L’exercice est d’autant plus difficile qu’au premier rendez-vous, le débit de parole est rapide, la gorge se noue. C’est le cerveau reptilien qui réagit. Il vient de libérer ces petites molécules hormonales comme l’adrénaline, la dopamine et l’ocytocine. Le rythme cardiaque augmente, c’est un peu la panique. «Or, comme la voix est le miroir des émotions, elle traduit cet état de stress, alors qu’elle devrait justement charmer son vis-à-vis.» Du coup, la séduction est plus une capacité à maîtriser ses émotions qu’une histoire de voix en soi? «Exactement, il n’existe pas de canon de beauté pour la voix, il n’y a pas d’Apollon ou de Vénus de la voix!» sourit l’auteur. «Que ce soit chez l’homme ou la femme, le timbre de la voix, sa musicalité, ses harmoniques font partie intégrante de sa personnalité. Séduire par sa voix, c’est créer un rayonnement qui vient de l’intérieur et qui fait vibrer l’autre», s’enflamme le spécialiste.

Avoir la voix de Macha

Jean Abitbol pratique tout de même la phonochirurgie pour des avocats, politiciens, journalistes, comédiens, etc. qui souhaitent réajuster leur voix. Il reçoit aussi des patients qui demandent les voix sensuelles de Delphine Seyrig ou de Macha Béranger…

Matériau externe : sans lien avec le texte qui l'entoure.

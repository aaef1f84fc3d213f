//! Configuration management for gradesweep.
//!
//! Loads settings from /etc/gradesweep/config.toml (or an explicit path)
//! or uses defaults. Every field has a serde default, so a partial file is
//! always valid.

use crate::error::{Result, SweepError};
use serde::{Deserialize, Serialize};
use std::fmt;
use std::fs;
use std::path::{Path, PathBuf};
use std::str::FromStr;
use std::time::Duration;
use tracing::{info, warn};

/// Config file path
pub const CONFIG_PATH: &str = "/etc/gradesweep/config.toml";

/// Default state directory
pub const DEFAULT_STATE_DIR: &str = "/var/lib/gradesweep";

/// Search strategy selector
#[derive(Debug, Clone, Copy, PartialEq, Eq, Serialize, Deserialize)]
#[serde(rename_all = "snake_case")]
pub enum StrategyKind {
    /// Sweep every option of one question at a time
    RotationSweep,
    /// Single-coordinate hill climbing with random restarts
    CoordinateAscent,
}

impl Default for StrategyKind {
    fn default() -> Self {
        Self::RotationSweep
    }
}

impl fmt::Display for StrategyKind {
    fn fmt(&self, f: &mut fmt::Formatter<'_>) -> fmt::Result {
        match self {
            StrategyKind::RotationSweep => f.write_str("rotation_sweep"),
            StrategyKind::CoordinateAscent => f.write_str("coordinate_ascent"),
        }
    }
}

impl FromStr for StrategyKind {
    type Err = SweepError;

    fn from_str(s: &str) -> Result<Self> {
        match s.trim().to_lowercase().replace('-', "_").as_str() {
            "rotation_sweep" | "rotation" => Ok(Self::RotationSweep),
            "coordinate_ascent" | "ascent" | "greedy" => Ok(Self::CoordinateAscent),
            other => Err(SweepError::Config(format!("unknown strategy '{}'", other))),
        }
    }
}

/// Search behaviour
#[derive(Debug, Clone, Serialize, Deserialize)]
pub struct SearchConfig {
    #[serde(default)]
    pub strategy: StrategyKind,

    /// Options per question when the surface does not report them
    #[serde(default = "default_options_per_question")]
    pub options_per_question: u8,

    /// Expected question count; sizes memory when `capacity` is unset
    #[serde(default)]
    pub question_count: Option<usize>,

    /// Store and log capacity; defaults to the question count
    #[serde(default)]
    pub capacity: Option<usize>,

    /// RNG seed for reproducible Coordinate Ascent runs
    #[serde(default)]
    pub seed: Option<u64>,

    /// Commit the first strict improvement instead of the best alternative
    #[serde(default)]
    pub accept_first_improvement: bool,

    /// Stop after this many rounds (unbounded when absent)
    #[serde(default)]
    pub max_rounds: Option<u64>,
}

fn default_options_per_question() -> u8 {
    4
}

impl Default for SearchConfig {
    fn default() -> Self {
        Self {
            strategy: StrategyKind::default(),
            options_per_question: default_options_per_question(),
            question_count: None,
            capacity: None,
            seed: None,
            accept_first_improvement: false,
            max_rounds: None,
        }
    }
}

impl SearchConfig {
    /// Capacity for a session with `question_count` questions.
    ///
    /// Never below the question count, so a live question is never evicted
    /// mid-round.
    pub fn capacity_for(&self, question_count: usize) -> usize {
        self.capacity
            .unwrap_or(question_count)
            .max(question_count)
            .max(1)
    }
}

/// Where state files live
#[derive(Debug, Clone, Serialize, Deserialize)]
pub struct StorageConfig {
    #[serde(default = "default_state_dir")]
    pub state_dir: PathBuf,
}

fn default_state_dir() -> PathBuf {
    PathBuf::from(DEFAULT_STATE_DIR)
}

impl Default for StorageConfig {
    fn default() -> Self {
        Self {
            state_dir: default_state_dir(),
        }
    }
}

/// Bounded retry with exponential backoff
#[derive(Debug, Clone, Serialize, Deserialize)]
pub struct RetryConfig {
    /// Consecutive failed sessions before giving up
    #[serde(default = "default_max_attempts")]
    pub max_attempts: u32,

    #[serde(default = "default_initial_backoff")]
    pub initial_backoff_secs: u64,

    #[serde(default = "default_max_backoff")]
    pub max_backoff_secs: u64,

    /// Give up after this many exhausted retry cycles (None: restart forever)
    #[serde(default)]
    pub max_restarts: Option<u32>,
}

fn default_max_attempts() -> u32 {
    8
}

fn default_initial_backoff() -> u64 {
    10
}

fn default_max_backoff() -> u64 {
    300
}

impl Default for RetryConfig {
    fn default() -> Self {
        Self {
            max_attempts: default_max_attempts(),
            initial_backoff_secs: default_initial_backoff(),
            max_backoff_secs: default_max_backoff(),
            max_restarts: None,
        }
    }
}

impl RetryConfig {
    /// Delay before retry number `attempt` (1-based): initial * 2^(attempt-1), capped
    pub fn backoff(&self, attempt: u32) -> Duration {
        let exp = attempt.saturating_sub(1).min(16);
        let secs = self
            .initial_backoff_secs
            .saturating_mul(1u64 << exp)
            .min(self.max_backoff_secs);
        Duration::from_secs(secs)
    }
}

/// External assessment helper
#[derive(Debug, Clone, Serialize, Deserialize)]
pub struct SurfaceConfig {
    /// Helper program implementing enumerate/submit/reset/login
    #[serde(default)]
    pub command: Option<String>,

    #[serde(default)]
    pub args: Vec<String>,

    /// Per-call timeout; a graded submission takes tens of seconds
    #[serde(default = "default_surface_timeout")]
    pub timeout_secs: u64,

    /// Pause between rounds
    #[serde(default = "default_settle")]
    pub settle_secs: u64,
}

fn default_surface_timeout() -> u64 {
    600
}

fn default_settle() -> u64 {
    2
}

impl Default for SurfaceConfig {
    fn default() -> Self {
        Self {
            command: None,
            args: Vec::new(),
            timeout_secs: default_surface_timeout(),
            settle_secs: default_settle(),
        }
    }
}

/// Outbound notifications
#[derive(Debug, Clone, Serialize, Deserialize)]
pub struct NotifyConfig {
    #[serde(default)]
    pub telegram_bot_token: Option<String>,

    #[serde(default)]
    pub telegram_chat_id: Option<String>,

    #[serde(default = "default_notify_timeout")]
    pub timeout_secs: u64,

    /// Send a status line after every round, not only on milestones
    #[serde(default)]
    pub every_round: bool,
}

fn default_notify_timeout() -> u64 {
    10
}

impl Default for NotifyConfig {
    fn default() -> Self {
        Self {
            telegram_bot_token: None,
            telegram_chat_id: None,
            timeout_secs: default_notify_timeout(),
            every_round: false,
        }
    }
}

impl NotifyConfig {
    pub fn telegram_enabled(&self) -> bool {
        self.telegram_bot_token.as_deref().map_or(false, |t| !t.is_empty())
            && self.telegram_chat_id.as_deref().map_or(false, |c| !c.is_empty())
    }
}

/// Default Ollama endpoint for answer priors
pub const DEFAULT_OLLAMA_URL: &str = "http://127.0.0.1:11434";

/// One model consulted for answer priors
#[derive(Debug, Clone, PartialEq, Serialize, Deserialize)]
pub struct PriorModel {
    pub name: String,

    /// Vote weight relative to the other models
    #[serde(default = "default_model_weight")]
    pub weight: f64,
}

fn default_model_weight() -> f64 {
    1.0
}

/// Starting answers suggested by local language models
#[derive(Debug, Clone, Serialize, Deserialize)]
pub struct PriorConfig {
    #[serde(default)]
    pub enabled: bool,

    #[serde(default = "default_ollama_url")]
    pub url: String,

    #[serde(default = "default_prior_timeout")]
    pub timeout_secs: u64,

    #[serde(default)]
    pub models: Vec<PriorModel>,
}

fn default_ollama_url() -> String {
    DEFAULT_OLLAMA_URL.to_string()
}

fn default_prior_timeout() -> u64 {
    90
}

impl Default for PriorConfig {
    fn default() -> Self {
        Self {
            enabled: false,
            url: default_ollama_url(),
            timeout_secs: default_prior_timeout(),
            models: Vec::new(),
        }
    }
}

/// Top-level configuration
#[derive(Debug, Clone, Default, Serialize, Deserialize)]
pub struct Config {
    #[serde(default)]
    pub search: SearchConfig,

    #[serde(default)]
    pub storage: StorageConfig,

    #[serde(default)]
    pub retry: RetryConfig,

    #[serde(default)]
    pub surface: SurfaceConfig,

    #[serde(default)]
    pub notify: NotifyConfig,

    #[serde(default)]
    pub prior: PriorConfig,
}

impl Config {
    /// Parse a config file, failing on IO or syntax errors
    pub fn from_file(path: &Path) -> Result<Self> {
        let content = fs::read_to_string(path)?;
        toml::from_str(&content)
            .map_err(|e| SweepError::Config(format!("{}: {}", path.display(), e)))
    }

    /// Load config, falling back to defaults when missing or invalid
    pub fn load(path: Option<&Path>) -> Self {
        let path = path.unwrap_or_else(|| Path::new(CONFIG_PATH));
        if !path.exists() {
            info!("No config at {}, using defaults", path.display());
            return Self::default();
        }

        match Self::from_file(path) {
            Ok(config) => {
                info!("Loaded config from {}", path.display());
                config
            }
            Err(e) => {
                warn!("Invalid config ({}), using defaults", e);
                Self::default()
            }
        }
    }

    /// Render as TOML
    pub fn to_toml(&self) -> Result<String> {
        toml::to_string_pretty(self).map_err(|e| SweepError::Config(e.to_string()))
    }
}

#[cfg(test)]
mod tests {
    use super::*;
    use tempfile::tempdir;

    #[test]
    fn test_default_config() {
        let config = Config::default();
        assert_eq!(config.search.strategy, StrategyKind::RotationSweep);
        assert_eq!(config.search.options_per_question, 4);
        assert_eq!(config.storage.state_dir, PathBuf::from("/var/lib/gradesweep"));
        assert_eq!(config.retry.max_attempts, 8);
        assert!(!config.notify.telegram_enabled());
    }

    #[test]
    fn test_parse_toml_with_defaults() {
        let toml_str = r#"
[search]
strategy = "coordinate_ascent"
seed = 42

[storage]
state_dir = "/tmp/gs"
"#;
        let config: Config = toml::from_str(toml_str).unwrap();
        assert_eq!(config.search.strategy, StrategyKind::CoordinateAscent);
        assert_eq!(config.search.seed, Some(42));
        assert_eq!(config.storage.state_dir, PathBuf::from("/tmp/gs"));
        // Missing fields fall back
        assert_eq!(config.search.options_per_question, 4);
        assert_eq!(config.surface.timeout_secs, 600);
    }

    #[test]
    fn test_invalid_file_falls_back() {
        let dir = tempdir().unwrap();
        let path = dir.path().join("config.toml");
        fs::write(&path, "[search\nstrategy = ").unwrap();

        assert!(Config::from_file(&path).is_err());
        let config = Config::load(Some(&path));
        assert_eq!(config.search.strategy, StrategyKind::RotationSweep);
    }

    #[test]
    fn test_backoff_doubles_and_caps() {
        let retry = RetryConfig {
            max_attempts: 5,
            initial_backoff_secs: 10,
            max_backoff_secs: 60,
            max_restarts: None,
        };
        assert_eq!(retry.backoff(1), Duration::from_secs(10));
        assert_eq!(retry.backoff(2), Duration::from_secs(20));
        assert_eq!(retry.backoff(3), Duration::from_secs(40));
        assert_eq!(retry.backoff(4), Duration::from_secs(60));
        assert_eq!(retry.backoff(40), Duration::from_secs(60));
    }

    #[test]
    fn test_capacity_never_below_question_count() {
        let mut search = SearchConfig::default();
        assert_eq!(search.capacity_for(30), 30);
        search.capacity = Some(10);
        assert_eq!(search.capacity_for(30), 30);
        search.capacity = Some(50);
        assert_eq!(search.capacity_for(30), 50);
    }

    #[test]
    fn test_strategy_from_str() {
        assert_eq!("ascent".parse::<StrategyKind>().unwrap(), StrategyKind::CoordinateAscent);
        assert_eq!("Rotation-Sweep".parse::<StrategyKind>().unwrap(), StrategyKind::RotationSweep);
        assert!("annealing".parse::<StrategyKind>().is_err());
    }

    #[test]
    fn test_telegram_enabled_requires_both() {
        let mut notify = NotifyConfig::default();
        notify.telegram_bot_token = Some("token".to_string());
        assert!(!notify.telegram_enabled());
        notify.telegram_chat_id = Some("123".to_string());
        assert!(notify.telegram_enabled());
    }

    #[test]
    fn test_prior_section() {
        let toml_str = r#"
[prior]
enabled = true

[[prior.models]]
name = "llama3.1:8b"
weight = 5.0

[[prior.models]]
name = "gemma2:9b"
"#;
        let config: Config = toml::from_str(toml_str).unwrap();
        assert!(config.prior.enabled);
        assert_eq!(config.prior.url, DEFAULT_OLLAMA_URL);
        assert_eq!(config.prior.timeout_secs, 90);
        assert_eq!(config.prior.models.len(), 2);
        assert_eq!(config.prior.models[1].weight, 1.0);
        assert!(!Config::default().prior.enabled);
    }

    #[test]
    fn test_to_toml_roundtrip() {
        let config = Config::default();
        let rendered = config.to_toml().unwrap();
        let parsed: Config = toml::from_str(&rendered).unwrap();
        assert_eq!(parsed.search.options_per_question, 4);
    }
}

D’autres, exaspérés par leur tessiture, rêvent d’une voix plus grave ou plus aiguë. «Ce désir est rarement justifié, sauf dans les cas de voix bitonales ou vraiment irritantes, type crécelle», note le phonochirurgien, qui valorise les défauts comme autant de marqueurs biographiques. «J’écoute Louis Armstrong: derrière sa voix rauque, rugueuse, abîmée, c’est tout le blues que j’entends. Au fond, la plupart des patients qui me demandent des changements sont mal dans leur voix comme on est mal dans sa peau.» La voix est un miroir, elle peut aussi devenir un outil. S’amuser à la moduler en respirant profondément et en la posant très bas dans le corps ouvre des perspectives infinies.